[Opening Task data section]
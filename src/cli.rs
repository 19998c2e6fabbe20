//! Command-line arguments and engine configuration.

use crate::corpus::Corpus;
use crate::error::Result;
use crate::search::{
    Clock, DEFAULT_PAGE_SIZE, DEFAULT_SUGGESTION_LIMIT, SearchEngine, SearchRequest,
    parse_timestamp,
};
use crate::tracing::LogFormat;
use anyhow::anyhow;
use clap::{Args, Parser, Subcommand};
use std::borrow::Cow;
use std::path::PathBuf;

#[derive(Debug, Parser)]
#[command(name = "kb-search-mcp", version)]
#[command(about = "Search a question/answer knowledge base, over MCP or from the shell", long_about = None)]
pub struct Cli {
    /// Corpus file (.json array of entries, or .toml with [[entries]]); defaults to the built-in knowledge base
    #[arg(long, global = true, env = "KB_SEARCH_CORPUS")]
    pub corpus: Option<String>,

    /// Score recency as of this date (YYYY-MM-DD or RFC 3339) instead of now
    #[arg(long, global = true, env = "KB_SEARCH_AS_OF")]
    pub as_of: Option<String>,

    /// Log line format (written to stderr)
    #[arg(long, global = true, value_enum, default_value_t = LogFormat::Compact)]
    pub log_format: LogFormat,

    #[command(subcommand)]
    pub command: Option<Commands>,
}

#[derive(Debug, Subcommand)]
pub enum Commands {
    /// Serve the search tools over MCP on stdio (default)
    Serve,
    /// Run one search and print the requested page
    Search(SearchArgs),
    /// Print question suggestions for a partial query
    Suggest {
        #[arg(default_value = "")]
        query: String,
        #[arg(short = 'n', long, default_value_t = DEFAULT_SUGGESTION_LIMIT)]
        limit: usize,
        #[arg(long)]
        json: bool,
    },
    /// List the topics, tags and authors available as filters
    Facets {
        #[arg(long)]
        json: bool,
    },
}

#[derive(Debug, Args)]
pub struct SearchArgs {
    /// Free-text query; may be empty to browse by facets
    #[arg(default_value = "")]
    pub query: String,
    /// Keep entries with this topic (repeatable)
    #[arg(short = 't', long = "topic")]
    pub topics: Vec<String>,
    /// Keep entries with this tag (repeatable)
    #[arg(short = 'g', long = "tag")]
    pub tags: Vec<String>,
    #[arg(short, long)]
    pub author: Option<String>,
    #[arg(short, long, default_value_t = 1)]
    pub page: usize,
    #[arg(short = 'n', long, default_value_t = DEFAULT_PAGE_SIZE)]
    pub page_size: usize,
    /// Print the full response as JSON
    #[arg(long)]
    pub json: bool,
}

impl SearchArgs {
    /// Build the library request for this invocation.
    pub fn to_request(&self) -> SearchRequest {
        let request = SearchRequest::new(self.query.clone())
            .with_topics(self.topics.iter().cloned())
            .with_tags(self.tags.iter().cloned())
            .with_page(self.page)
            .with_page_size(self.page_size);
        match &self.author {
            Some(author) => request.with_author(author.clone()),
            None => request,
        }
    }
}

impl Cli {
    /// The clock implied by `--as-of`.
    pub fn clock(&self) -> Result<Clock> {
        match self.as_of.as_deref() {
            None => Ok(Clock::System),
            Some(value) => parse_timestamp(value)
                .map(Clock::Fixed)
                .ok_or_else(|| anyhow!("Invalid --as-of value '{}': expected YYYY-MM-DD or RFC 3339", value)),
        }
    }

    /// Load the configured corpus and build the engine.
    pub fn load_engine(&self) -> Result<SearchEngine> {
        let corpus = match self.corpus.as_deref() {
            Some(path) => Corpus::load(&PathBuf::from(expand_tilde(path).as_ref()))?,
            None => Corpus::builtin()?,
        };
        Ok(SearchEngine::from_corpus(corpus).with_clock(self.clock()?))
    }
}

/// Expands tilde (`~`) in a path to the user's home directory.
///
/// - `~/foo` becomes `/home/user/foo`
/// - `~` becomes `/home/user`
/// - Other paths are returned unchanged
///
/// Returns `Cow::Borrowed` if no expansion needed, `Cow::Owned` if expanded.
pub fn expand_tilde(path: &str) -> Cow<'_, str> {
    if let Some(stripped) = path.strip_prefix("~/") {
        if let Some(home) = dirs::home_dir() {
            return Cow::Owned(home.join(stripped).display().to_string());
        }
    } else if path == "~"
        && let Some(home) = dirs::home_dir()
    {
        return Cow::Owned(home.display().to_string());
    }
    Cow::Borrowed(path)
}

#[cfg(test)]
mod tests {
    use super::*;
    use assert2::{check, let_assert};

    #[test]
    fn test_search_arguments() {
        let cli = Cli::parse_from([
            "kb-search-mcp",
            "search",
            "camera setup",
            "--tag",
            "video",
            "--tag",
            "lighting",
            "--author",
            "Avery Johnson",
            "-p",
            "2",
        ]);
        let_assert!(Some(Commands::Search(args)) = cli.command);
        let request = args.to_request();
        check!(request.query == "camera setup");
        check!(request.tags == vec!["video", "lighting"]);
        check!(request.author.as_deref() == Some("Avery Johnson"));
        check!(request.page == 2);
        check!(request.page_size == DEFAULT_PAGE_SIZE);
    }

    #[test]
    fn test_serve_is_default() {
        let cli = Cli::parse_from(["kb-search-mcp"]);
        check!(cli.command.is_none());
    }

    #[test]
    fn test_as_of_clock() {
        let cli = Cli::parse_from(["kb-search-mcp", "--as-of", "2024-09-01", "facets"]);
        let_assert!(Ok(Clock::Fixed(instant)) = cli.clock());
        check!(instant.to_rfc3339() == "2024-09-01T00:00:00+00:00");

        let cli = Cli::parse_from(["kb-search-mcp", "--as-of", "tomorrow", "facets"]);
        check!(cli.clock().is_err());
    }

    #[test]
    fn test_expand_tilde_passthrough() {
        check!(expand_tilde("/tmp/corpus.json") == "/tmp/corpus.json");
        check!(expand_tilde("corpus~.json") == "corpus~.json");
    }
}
[Closing Task data section]
> **Work task**:
Would you copy out all of the entries exactly?

> **Output below**:
filename src/cli.rs
repository 19998c2e6fabbe20
//! Command-line arguments and engine configuration.

use crate::corpus::Corpus;
use crate::error::Result;
use crate::search::{
    Clock, DEFAULT_PAGE_SIZE, DEFAULT_SUGGESTION_LIMIT, SearchEngine, SearchRequest,
    parse_timestamp,
};
use crate::tracing::LogFormat;
use anyhow::anyhow;
use clap::{Args, Parser, Subcommand};
use std::borrow::Cow;
use std::path::PathBuf;

#[derive(Debug, Parser)]
#[command(name = "kb-search-mcp", version)]
#[command(about = "Search a question/answer knowledge base, over MCP or from the shell", long_about = None)]
pub struct Cli {
    /// Corpus file (.json array of entries, or .toml with [[entries]]); defaults to the built-in knowledge base
    #[arg(long, global = true, env = "KB_SEARCH_CORPUS")]
    pub corpus: Option<String>,

    /// Score recency as of this date (YYYY-MM-DD or RFC 3339) instead of now
    #[arg(long, global = true, env = "KB_SEARCH_AS_OF")]
    pub as_of: Option<String>,

    /// Log line format (written to stderr)
    #[arg(long, global = true, value_enum, default_value_t = LogFormat::Compact)]
    pub log_format: LogFormat,

    #[command(subcommand)]
    pub command: Option<Commands>,
}

#[derive(Debug, Subcommand)]
pub enum Commands {
    /// Serve the search tools over MCP on stdio (default)
    Serve,
    /// Run one search and print the requested page
    Search(SearchArgs),
    /// Print question suggestions for a partial query
    Suggest {
        #[arg(default_value = "")]
        query: String,
        #[arg(short = 'n', long, default_value_t = DEFAULT_SUGGESTION_LIMIT)]
        limit: usize,
        #[arg(long)]
        json: bool,
    },
    /// List the topics, tags and authors available as filters
    Facets {
        #[arg(long)]
        json: bool,
    },
}

#[derive(Debug, Args)]
pub struct SearchArgs {
    /// Free-text query; may be empty to browse by facets
    #[arg(default_value = "")]
    pub query: String,
    /// Keep entries with this topic (repeatable)
    #[arg(short = 't', long = "topic")]
    pub topics: Vec<String>,
    /// Keep entries with this tag (repeatable)
    #[arg(short = 'g', long = "tag")]
    pub tags: Vec<String>,
    #[arg(short, long)]
    pub author: Option<String>,
    #[arg(short, long, default_value_t = 1)]
    pub page: usize,
    #[arg(short = 'n', long, default_value_t = DEFAULT_PAGE_SIZE)]
    pub page_size: usize,
    /// Print the full response as JSON
    #[arg(long)]
    pub json: bool,
}

impl SearchArgs {
    /// Build the library request for this invocation.
    pub fn to_request(&self) -> SearchRequest {
        let request = SearchRequest::new(self.query.clone())
            .with_topics(self.topics.iter().cloned())
            .with_tags(self.tags.iter().cloned())
            .with_page(self.page)
            .with_page_size(self.page_size);
        match &self.author {
            Some(author) => request.with_author(author.clone()),
            None => request,
        }
    }
}

impl Cli {
    /// The clock implied by `--as-of`.
    pub fn clock(&self) -> Result<Clock> {
        match self.as_of.as_deref() {
            None => Ok(Clock::System),
            Some(value) => parse_timestamp(value)
                .map(Clock::Fixed)
                .ok_or_else(|| anyhow!("Invalid --as-of value '{}': expected YYYY-MM-DD or RFC 3339", value)),
        }
    }

    /// Load the configured corpus and build the engine.
    pub fn load_engine(&self) -> Result<SearchEngine> {
        let corpus = match self.corpus.as_deref() {
            Some(path) => Corpus::load(&PathBuf::from(expand_tilde(path).as_ref()))?,
            None => Corpus::builtin()?,
        };
        Ok(SearchEngine::from_corpus(corpus).with_clock(self.clock()?))
    }
}

/// Expands tilde (`~`) in a path to the user's home directory.
///
/// - `~/foo` becomes `/home/user/foo`
/// - `~` becomes `/home/user`
/// - Other paths are returned unchanged
///
/// Returns `Cow::Borrowed` if no expansion needed, `Cow::Owned` if expanded.
pub fn expand_tilde(path: &str) -> Cow<'_, str> {
    if let Some(stripped) = path.strip_prefix("~/") {
        if let Some(home) = dirs::home_dir() {
            return Cow::Owned(home.join(stripped).display().to_string());
        }
    } else if path == "~"
        && let Some(home) = dirs::home_dir()
    {
        return Cow::Owned(home.display().to_string());
    }
    Cow::Borrowed(path)
}

#[cfg(test)]
mod tests {
    use super::*;
    use assert2::{check, let_assert};

    #[test]
    fn test_search_arguments() {
        let cli = Cli::parse_from([
            "kb-search-mcp",
            "search",
            "camera setup",
            "--tag",
            "video",
            "--tag",
            "lighting",
            "--author",
            "Avery Johnson",
            "-p",
            "2",
        ]);
        let_assert!(Some(Commands::Search(args)) = cli.command);
        let request = args.to_request();
        check!(request.query == "camera setup");
        check!(request.tags == vec!["video", "lighting"]);
        check!(request.author.as_deref() == Some("Avery Johnson"));
        check!(request.page == 2);
        check!(request.page_size == DEFAULT_PAGE_SIZE);
    }

    #[test]
    fn test_serve_is_default() {
        let cli = Cli::parse_from(["kb-search-mcp"]);
        check!(cli.command.is_none());
    }

    #[test]
    fn test_as_of_clock() {
        let cli = Cli::parse_from(["kb-search-mcp", "--as-of", "2024-09-01", "facets"]);
        let_assert!(Ok(Clock::Fixed(instant)) = cli.clock());
        check!(instant.to_rfc3339() == "2024-09-01T00:00:00+00:00");

        let cli = Cli::parse_from(["kb-search-mcp", "--as-of", "tomorrow", "facets"]);
        check!(cli.clock().is_err());
    }

    #[test]
    fn test_expand_tilde_passthrough() {
        check!(expand_tilde("/tmp/corpus.json") == "/tmp/corpus.json");
        check!(expand_tilde("corpus~.json") == "corpus~.json");
    }
}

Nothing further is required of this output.